» What the task requires
Emit an exact copy of the lines running from the start of the records to the line containing "let mut scene = Scene::new();", both included.
====== Task inputs ======
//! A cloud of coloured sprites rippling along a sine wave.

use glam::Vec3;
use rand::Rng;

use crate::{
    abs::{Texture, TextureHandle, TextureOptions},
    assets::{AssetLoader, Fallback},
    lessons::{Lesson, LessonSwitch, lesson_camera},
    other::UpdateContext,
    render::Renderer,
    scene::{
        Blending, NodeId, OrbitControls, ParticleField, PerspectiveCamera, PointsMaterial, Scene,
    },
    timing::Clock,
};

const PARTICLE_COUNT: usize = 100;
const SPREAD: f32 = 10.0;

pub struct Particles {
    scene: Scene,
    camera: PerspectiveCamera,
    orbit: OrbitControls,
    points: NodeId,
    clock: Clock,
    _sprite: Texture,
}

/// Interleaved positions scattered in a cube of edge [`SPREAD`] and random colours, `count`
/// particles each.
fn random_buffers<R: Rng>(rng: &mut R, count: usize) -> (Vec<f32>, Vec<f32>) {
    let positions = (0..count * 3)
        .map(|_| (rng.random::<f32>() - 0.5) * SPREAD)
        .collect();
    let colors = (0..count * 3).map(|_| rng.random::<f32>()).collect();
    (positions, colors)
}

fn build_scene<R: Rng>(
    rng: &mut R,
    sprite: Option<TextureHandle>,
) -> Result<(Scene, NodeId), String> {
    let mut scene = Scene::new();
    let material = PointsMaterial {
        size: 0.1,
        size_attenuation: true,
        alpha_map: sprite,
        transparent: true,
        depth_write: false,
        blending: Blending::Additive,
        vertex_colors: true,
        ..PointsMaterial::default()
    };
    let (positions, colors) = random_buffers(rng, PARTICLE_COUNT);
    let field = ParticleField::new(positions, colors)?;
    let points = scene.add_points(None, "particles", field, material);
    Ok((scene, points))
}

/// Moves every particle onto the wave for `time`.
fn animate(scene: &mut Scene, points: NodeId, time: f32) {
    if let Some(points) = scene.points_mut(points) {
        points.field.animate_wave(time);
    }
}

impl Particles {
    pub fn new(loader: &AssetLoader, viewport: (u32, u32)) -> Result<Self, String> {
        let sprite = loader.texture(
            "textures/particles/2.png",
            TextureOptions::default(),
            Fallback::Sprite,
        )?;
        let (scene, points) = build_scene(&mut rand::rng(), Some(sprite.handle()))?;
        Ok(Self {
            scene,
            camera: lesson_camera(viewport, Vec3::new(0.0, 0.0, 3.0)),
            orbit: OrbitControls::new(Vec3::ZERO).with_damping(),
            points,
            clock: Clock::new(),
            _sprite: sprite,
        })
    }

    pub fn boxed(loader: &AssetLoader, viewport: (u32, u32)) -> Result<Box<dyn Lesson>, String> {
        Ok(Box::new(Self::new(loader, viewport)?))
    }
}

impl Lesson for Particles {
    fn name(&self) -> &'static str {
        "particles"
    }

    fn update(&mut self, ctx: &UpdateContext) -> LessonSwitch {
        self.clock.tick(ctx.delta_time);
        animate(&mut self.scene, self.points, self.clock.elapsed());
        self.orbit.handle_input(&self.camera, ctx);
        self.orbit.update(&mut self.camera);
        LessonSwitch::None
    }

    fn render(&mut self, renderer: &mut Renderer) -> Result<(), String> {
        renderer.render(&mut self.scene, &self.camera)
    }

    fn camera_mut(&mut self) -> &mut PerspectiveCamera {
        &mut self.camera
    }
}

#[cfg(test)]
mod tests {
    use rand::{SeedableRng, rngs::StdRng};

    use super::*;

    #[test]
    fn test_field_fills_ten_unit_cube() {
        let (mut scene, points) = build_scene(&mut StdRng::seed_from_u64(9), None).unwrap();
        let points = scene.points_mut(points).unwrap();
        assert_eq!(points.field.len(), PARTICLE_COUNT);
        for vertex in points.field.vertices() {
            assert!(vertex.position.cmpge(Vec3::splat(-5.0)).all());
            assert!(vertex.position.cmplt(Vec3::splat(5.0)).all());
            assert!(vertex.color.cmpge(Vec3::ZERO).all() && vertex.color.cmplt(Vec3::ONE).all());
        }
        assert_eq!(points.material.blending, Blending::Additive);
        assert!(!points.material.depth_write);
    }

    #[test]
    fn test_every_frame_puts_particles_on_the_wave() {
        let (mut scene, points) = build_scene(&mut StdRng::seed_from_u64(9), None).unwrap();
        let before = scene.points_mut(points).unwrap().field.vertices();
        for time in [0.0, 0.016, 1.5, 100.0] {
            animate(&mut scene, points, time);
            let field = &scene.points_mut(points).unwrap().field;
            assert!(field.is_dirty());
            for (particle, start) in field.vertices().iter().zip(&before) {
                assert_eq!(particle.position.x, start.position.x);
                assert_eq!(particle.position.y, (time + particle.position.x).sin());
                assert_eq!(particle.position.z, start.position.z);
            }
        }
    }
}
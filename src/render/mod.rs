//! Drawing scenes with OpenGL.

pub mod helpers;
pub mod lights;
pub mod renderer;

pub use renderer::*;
======
» Task response
//! A cloud of coloured sprites rippling along a sine wave.

use glam::Vec3;
use rand::Rng;

use crate::{
    abs::{Texture, TextureHandle, TextureOptions},
    assets::{AssetLoader, Fallback},
    lessons::{Lesson, LessonSwitch, lesson_camera},
    other::UpdateContext,
    render::Renderer,
    scene::{
        Blending, NodeId, OrbitControls, ParticleField, PerspectiveCamera, PointsMaterial, Scene,
    },
    timing::Clock,
};

const PARTICLE_COUNT: usize = 100;
const SPREAD: f32 = 10.0;

pub struct Particles {
    scene: Scene,
    camera: PerspectiveCamera,
    orbit: OrbitControls,
    points: NodeId,
    clock: Clock,
    _sprite: Texture,
}

/// Interleaved positions scattered in a cube of edge [`SPREAD`] and random colours, `count`
/// particles each.
fn random_buffers<R: Rng>(rng: &mut R, count: usize) -> (Vec<f32>, Vec<f32>) {
    let positions = (0..count * 3)
        .map(|_| (rng.random::<f32>() - 0.5) * SPREAD)
        .collect();
    let colors = (0..count * 3).map(|_| rng.random::<f32>()).collect();
    (positions, colors)
}

fn build_scene<R: Rng>(
    rng: &mut R,
    sprite: Option<TextureHandle>,
) -> Result<(Scene, NodeId), String> {
    let mut scene = Scene::new();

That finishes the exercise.